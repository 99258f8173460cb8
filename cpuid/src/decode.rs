// Copyright © 2019 Intel Corporation
//
// SPDX-License-Identifier: Apache-2.0 OR BSD-3-Clause
//

use serde::Serialize;

use crate::affinity::{processor_count, AffinityMask};
use crate::bits;
use crate::cache::{decode_deterministic, decode_legacy_amd, Caches};
use crate::codename::{self, MatchPolicy};
use crate::features::{decode_features, CpuFeatures};
use crate::hypervisor::{detect_hypervisor, Hypervisor};
use crate::raw::{capture, cpuid_supported, HostCpuid, RawProcessorSample, EXTENDED_BASE};
use crate::topology::{identify_purpose, CpuPurpose};
use crate::vendor::{identify_vendor, vendor_signature, Vendor};
use crate::{Error, Result};

#[derive(Clone, Copy, Debug, Default, PartialEq, Eq, Serialize)]
pub enum Architecture {
    X86,
    #[default]
    Unknown,
}

/// Decoded identity of one logical processor, or of a purpose cluster once
/// the topology aggregator has filled in the counts and affinity mask.
#[derive(Clone, Debug, Serialize)]
pub struct ProcessorIdentity {
    pub architecture: Architecture,
    pub vendor: Vendor,
    /// The raw 12-byte vendor signature.
    pub vendor_str: String,
    /// Brand string with leading blanks removed; empty when not reported.
    pub brand: String,
    pub family: i32,
    pub model: i32,
    pub stepping: i32,
    pub ext_family: i32,
    pub ext_model: i32,
    /// AMD package type (ext leaf 1 EBX[31:28]), `-1` elsewhere.
    pub pkg_type: i32,
    /// Width of the SSE execution units in bits, `-1` when unknown.
    pub sse_size: i32,
    pub features: CpuFeatures,
    pub num_cores: i32,
    pub num_logical_cpus: i32,
    pub total_logical_cpus: i32,
    pub caches: Caches,
    pub codename: Option<String>,
    pub codename_score: i32,
    pub purpose: CpuPurpose,
    pub hypervisor: Hypervisor,
    pub affinity_mask: AffinityMask,
    /// First logical processor of the cluster.
    pub index: usize,
}

impl ProcessorIdentity {
    fn new(vendor: Vendor, vendor_str: String) -> Self {
        ProcessorIdentity {
            architecture: Architecture::X86,
            vendor,
            vendor_str,
            brand: String::new(),
            family: 0,
            model: 0,
            stepping: 0,
            ext_family: 0,
            ext_model: 0,
            pkg_type: -1,
            sse_size: -1,
            features: CpuFeatures::empty(),
            num_cores: -1,
            num_logical_cpus: -1,
            total_logical_cpus: 0,
            caches: Caches::default(),
            codename: None,
            codename_score: 0,
            purpose: CpuPurpose::General,
            hypervisor: Hypervisor::None,
            affinity_mask: AffinityMask::new(),
            index: 0,
        }
    }
}

fn decode_signature(id: &mut ProcessorIdentity, eax: u32) {
    id.family = bits(eax, 11, 8) as i32;
    id.model = bits(eax, 7, 4) as i32;
    id.stepping = bits(eax, 3, 0) as i32;
    let xmodel = bits(eax, 19, 16) as i32;
    let xfamily = bits(eax, 27, 20) as i32;

    // AMD only adds the extended family for base family 0xF.
    id.ext_family = if id.vendor == Vendor::Amd && id.family < 0xf {
        id.family
    } else {
        id.family + xfamily
    };
    id.ext_model = id.model + (xmodel << 4);
}

fn decode_brand(raw: &RawProcessorSample) -> String {
    if raw.max_extended() < EXTENDED_BASE + 4 {
        return String::new();
    }
    let bytes: Vec<u8> = raw.extended[2..=4]
        .iter()
        .flat_map(|l| [l.eax, l.ebx, l.ecx, l.edx])
        .flat_map(u32::to_le_bytes)
        .collect();
    let end = bytes.iter().position(|b| *b == 0).unwrap_or(bytes.len());
    String::from_utf8_lossy(&bytes[..end]).trim_start_matches(' ').to_owned()
}

fn decode_sse_size(id: &ProcessorIdentity) -> i32 {
    if !id.features.contains(CpuFeatures::SSE) {
        return -1;
    }
    match id.vendor {
        Vendor::Amd if id.ext_family >= 16 && id.ext_family != 17 => 128,
        Vendor::Amd => 64,
        Vendor::Intel if id.family == 6 && id.ext_model >= 15 => 128,
        Vendor::Intel => 64,
        _ => -1,
    }
}

/// Leaf 1 logical count and leaf 4 core count, shared by every vendor.
fn decode_cores_common(raw: &RawProcessorSample, id: &mut ProcessorIdentity) {
    let logical = raw.basic_leaf(1).map_or(-1, |l| bits(l.ebx, 23, 16) as i32);
    let cores = raw.basic_leaf(4).map_or(-1, |l| bits(l.eax, 31, 26) as i32 + 1);

    if id.features.contains(CpuFeatures::HT) {
        if cores > 1 {
            id.num_cores = cores;
            id.num_logical_cpus = logical;
        } else {
            id.num_cores = 1;
            id.num_logical_cpus = logical.max(1);
            if id.num_logical_cpus == 1 {
                id.features.remove(CpuFeatures::HT);
            }
        }
    } else {
        id.num_cores = logical.max(1);
        id.num_logical_cpus = id.num_cores;
    }
}

fn decode_cores_amd(raw: &RawProcessorSample, id: &mut ProcessorIdentity) {
    let logical = raw.basic_leaf(1).map_or(-1, |l| bits(l.ebx, 23, 16) as i32);
    let mut cores = raw.extended_leaf(8).map_or(-1, |l| bits(l.ecx, 7, 0) as i32 + 1);

    if !id.features.contains(CpuFeatures::HT) {
        id.num_cores = 1;
        id.num_logical_cpus = 1;
        return;
    }
    if cores > 1 {
        if id.ext_family >= 0x17 {
            if let Some(l) = raw.extended_leaf(0x1e) {
                cores /= bits(l.ebx, 15, 8) as i32 + 1;
            }
        }
        id.num_cores = cores;
        id.num_logical_cpus = logical;
    } else {
        id.num_cores = 1;
        id.num_logical_cpus = logical.max(1);
    }
}

fn decode_caches(raw: &RawProcessorSample, id: &mut ProcessorIdentity) {
    match id.vendor {
        Vendor::Intel => {
            if raw.basic_leaf(4).is_some() {
                decode_deterministic(&raw.deterministic_cache, &mut id.caches);
            }
        }
        Vendor::Amd | Vendor::Hygon => {
            if id.features.contains(CpuFeatures::TOPOEXT) && raw.extended_leaf(0x1d).is_some() {
                decode_deterministic(&raw.amd_cache, &mut id.caches);
            } else {
                decode_legacy_amd(raw, &mut id.caches);
            }
        }
        Vendor::Centaur | Vendor::Via | Vendor::Zhaoxin => decode_legacy_amd(raw, &mut id.caches),
        _ => {}
    }
}

/// Decodes one raw sample. Counts describe a single package; the topology
/// aggregator replaces them with system-wide numbers.
pub fn decode(raw: &RawProcessorSample, policy: MatchPolicy) -> Result<ProcessorIdentity> {
    let vendor = identify_vendor(raw)?;
    let signature = vendor_signature(raw);
    let mut id = ProcessorIdentity::new(vendor, String::from_utf8_lossy(&signature).into_owned());

    if let Some(leaf1) = raw.basic_leaf(1) {
        decode_signature(&mut id, leaf1.eax);
    }
    id.brand = decode_brand(raw);
    id.features = decode_features(raw, vendor);
    id.sse_size = decode_sse_size(&id);

    match vendor {
        Vendor::Amd | Vendor::Hygon => {
            decode_cores_amd(raw, &mut id);
            id.pkg_type = raw.extended_leaf(1).map_or(-1, |l| bits(l.ebx, 31, 28) as i32);
        }
        _ => decode_cores_common(raw, &mut id),
    }
    decode_caches(raw, &mut id);

    id.hypervisor = detect_hypervisor(raw, vendor, id.features);
    id.purpose = identify_purpose(raw);

    let classification = codename::classify(&id, policy);
    id.codename = classification.codename;
    id.codename_score = classification.score;

    debug!(
        "Decoded {} family {:#x} model {:#x} stepping {} as {:?} (score {})",
        id.vendor, id.ext_family, id.ext_model, id.stepping, id.codename, id.codename_score
    );
    Ok(id)
}

/// Identifies the processor the calling thread runs on.
pub fn identify(policy: MatchPolicy) -> Result<ProcessorIdentity> {
    if !cpuid_supported() {
        return Err(Error::UnsupportedInstruction);
    }
    let raw = capture(&HostCpuid);
    let mut id = decode(&raw, policy)?;
    id.total_logical_cpus = i32::try_from(processor_count()?).unwrap_or(i32::MAX);
    Ok(id)
}

#[cfg(test)]
mod tests {
    use super::*;
    use crate::raw::{CpuidLeaf, CpuidReg, SampleBuilder};

    const SSE: u32 = 1 << 25;
    const HT: u32 = 1 << 28;

    fn alder_lake() -> RawProcessorSample {
        SampleBuilder::new()
            .vendor(b"GenuineIntel")
            .max_basic(0x1f)
            .max_extended(0x8000_0008)
            .leaf(1, CpuidLeaf::new(0, 24 << 16, 0, 0))
            .signature(6, 0x97, 2)
            .set_bits(1, CpuidReg::EDX, SSE | HT)
            .sub_leaf(
                4,
                0,
                CpuidLeaf::new((15 << 26) | (1 << 14) | (1 << 5) | 1, (11 << 22) | 63, 63, 0),
            )
            .sub_leaf(
                4,
                1,
                CpuidLeaf::new((15 << 26) | (1 << 14) | (2 << 5) | 3, (9 << 22) | 63, 2047, 0),
            )
            .brand("12th Gen Intel(R) Core(TM) i9-12900K")
            .build()
    }

    #[test]
    fn intel_identity() {
        let id = decode(&alder_lake(), MatchPolicy::default()).unwrap();
        assert_eq!(id.vendor, Vendor::Intel);
        assert_eq!(id.vendor_str, "GenuineIntel");
        assert_eq!((id.family, id.model, id.stepping), (6, 7, 2));
        assert_eq!((id.ext_family, id.ext_model), (6, 0x97));
        assert_eq!(id.brand, "12th Gen Intel(R) Core(TM) i9-12900K");
        assert_eq!(id.sse_size, 128);
        assert_eq!((id.num_cores, id.num_logical_cpus), (16, 24));
        assert_eq!(id.caches.l1_data.size_kb, 48);
        assert_eq!(id.caches.l2.size_kb, 1280);
        assert_eq!(id.pkg_type, -1);
        assert_eq!(id.codename.as_deref(), Some("Alder Lake-S (Core i3/i5/i7/i9)"));
        assert_eq!(id.hypervisor, Hypervisor::None);
    }

    #[test]
    fn amd_identity() {
        let raw = SampleBuilder::new()
            .vendor(b"AuthenticAMD")
            .max_basic(0x10)
            .max_extended(0x8000_001e)
            .leaf(1, CpuidLeaf::new(0, 32 << 16, 0, SSE | HT))
            .signature(0x19, 0x61, 2)
            .leaf(0x8000_0001, CpuidLeaf::new(0, 4 << 28, 0, 0))
            .leaf(0x8000_0008, CpuidLeaf::new(0, 0, 31, 0))
            .leaf(0x8000_001e, CpuidLeaf::new(0, 1 << 8, 0, 0))
            .brand("AMD Ryzen 9 7950X 16-Core Processor            ")
            .build();
        let id = decode(&raw, MatchPolicy::default()).unwrap();
        assert_eq!((id.ext_family, id.ext_model), (0x19, 0x61));
        assert_eq!((id.num_cores, id.num_logical_cpus), (16, 32));
        assert_eq!(id.pkg_type, 4);
        assert_eq!(id.sse_size, 128);
        assert_eq!(id.codename.as_deref(), Some("Raphael (Ryzen)"));
    }

    #[test]
    fn extended_family_is_vendor_specific() {
        let eax = (1 << 20) | (6 << 8);
        for (vendor, expected) in [(b"AuthenticAMD", 6), (b"GenuineIntel", 7)] {
            let raw = SampleBuilder::new()
                .vendor(vendor)
                .max_basic(1)
                .leaf(1, CpuidLeaf::new(eax, 0, 0, 0))
                .build();
            assert_eq!(decode(&raw, MatchPolicy::default()).unwrap().ext_family, expected);
        }
    }

    #[test]
    fn brand_needs_leaf_4_and_is_trimmed() {
        let builder = || SampleBuilder::new().vendor(b"GenuineIntel").brand("   Intel(R) Xeon(R)");
        let id =
            decode(&builder().max_extended(0x8000_0004).build(), MatchPolicy::default()).unwrap();
        assert_eq!(id.brand, "Intel(R) Xeon(R)");
        let id =
            decode(&builder().max_extended(0x8000_0003).build(), MatchPolicy::default()).unwrap();
        assert_eq!(id.brand, "");
    }

    #[test]
    fn sse_width_rules() {
        let sse = |vendor: &[u8; 12], family: u32, model: u32| {
            let raw = SampleBuilder::new()
                .vendor(vendor)
                .max_basic(1)
                .signature(family, model, 0)
                .set_bits(1, CpuidReg::EDX, SSE)
                .build();
            decode(&raw, MatchPolicy::default()).unwrap().sse_size
        };
        assert_eq!(sse(b"AuthenticAMD", 0x10, 2), 128);
        assert_eq!(sse(b"AuthenticAMD", 0x11, 3), 64);
        assert_eq!(sse(b"GenuineIntel", 6, 0x0f), 128);
        assert_eq!(sse(b"GenuineIntel", 6, 0x0e), 64);
        assert_eq!(sse(b"HygonGenuine", 0x18, 0), -1);

        let raw = SampleBuilder::new()
            .vendor(b"GenuineIntel")
            .max_basic(1)
            .signature(6, 0x3a, 9)
            .build();
        assert_eq!(decode(&raw, MatchPolicy::default()).unwrap().sse_size, -1);
    }

    #[test]
    fn single_thread_clears_ht() {
        let raw = SampleBuilder::new()
            .vendor(b"GenuineIntel")
            .max_basic(1)
            .leaf(1, CpuidLeaf::new(0, 1 << 16, 0, HT))
            .build();
        let id = decode(&raw, MatchPolicy::default()).unwrap();
        assert_eq!((id.num_cores, id.num_logical_cpus), (1, 1));
        assert!(!id.features.contains(CpuFeatures::HT));
    }

    #[test]
    fn unknown_vendor_fails() {
        let raw = SampleBuilder::new().vendor(b"NotARealCPU!").build();
        assert!(matches!(decode(&raw, MatchPolicy::default()), Err(Error::UnknownVendor(_))));
    }

    #[test]
    fn serializes_to_json() {
        let id = decode(&alder_lake(), MatchPolicy::default()).unwrap();
        let json = serde_json::to_value(&id).unwrap();
        assert_eq!(json["vendor"], "Intel");
        assert_eq!(json["caches"]["l2"]["size_kb"], 1280);
        assert!(json["features"].as_array().unwrap().iter().any(|f| f == "sse"));
    }
}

▶ [WORK TASK]: When you reach the line in the material above that holds "if let Some(leaf1)", begin reproducing lines exactly, and stop after the line that holds "id.codename_score = classification.score;".

▶ [EXERCISE ANSWER]:
    if let Some(leaf1) = raw.basic_leaf(1) {
        decode_signature(&mut id, leaf1.eax);
    }
    id.brand = decode_brand(raw);
    id.features = decode_features(raw, vendor);
    id.sse_size = decode_sse_size(&id);

    match vendor {
        Vendor::Amd | Vendor::Hygon => {
            decode_cores_amd(raw, &mut id);
            id.pkg_type = raw.extended_leaf(1).map_or(-1, |l| bits(l.ebx, 31, 28) as i32);
        }
        _ => decode_cores_common(raw, &mut id),
    }
    decode_caches(raw, &mut id);

    id.hypervisor = detect_hypervisor(raw, vendor, id.features);
    id.purpose = identify_purpose(raw);

    let classification = codename::classify(&id, policy);
    id.codename = classification.codename;
    id.codename_score = classification.score;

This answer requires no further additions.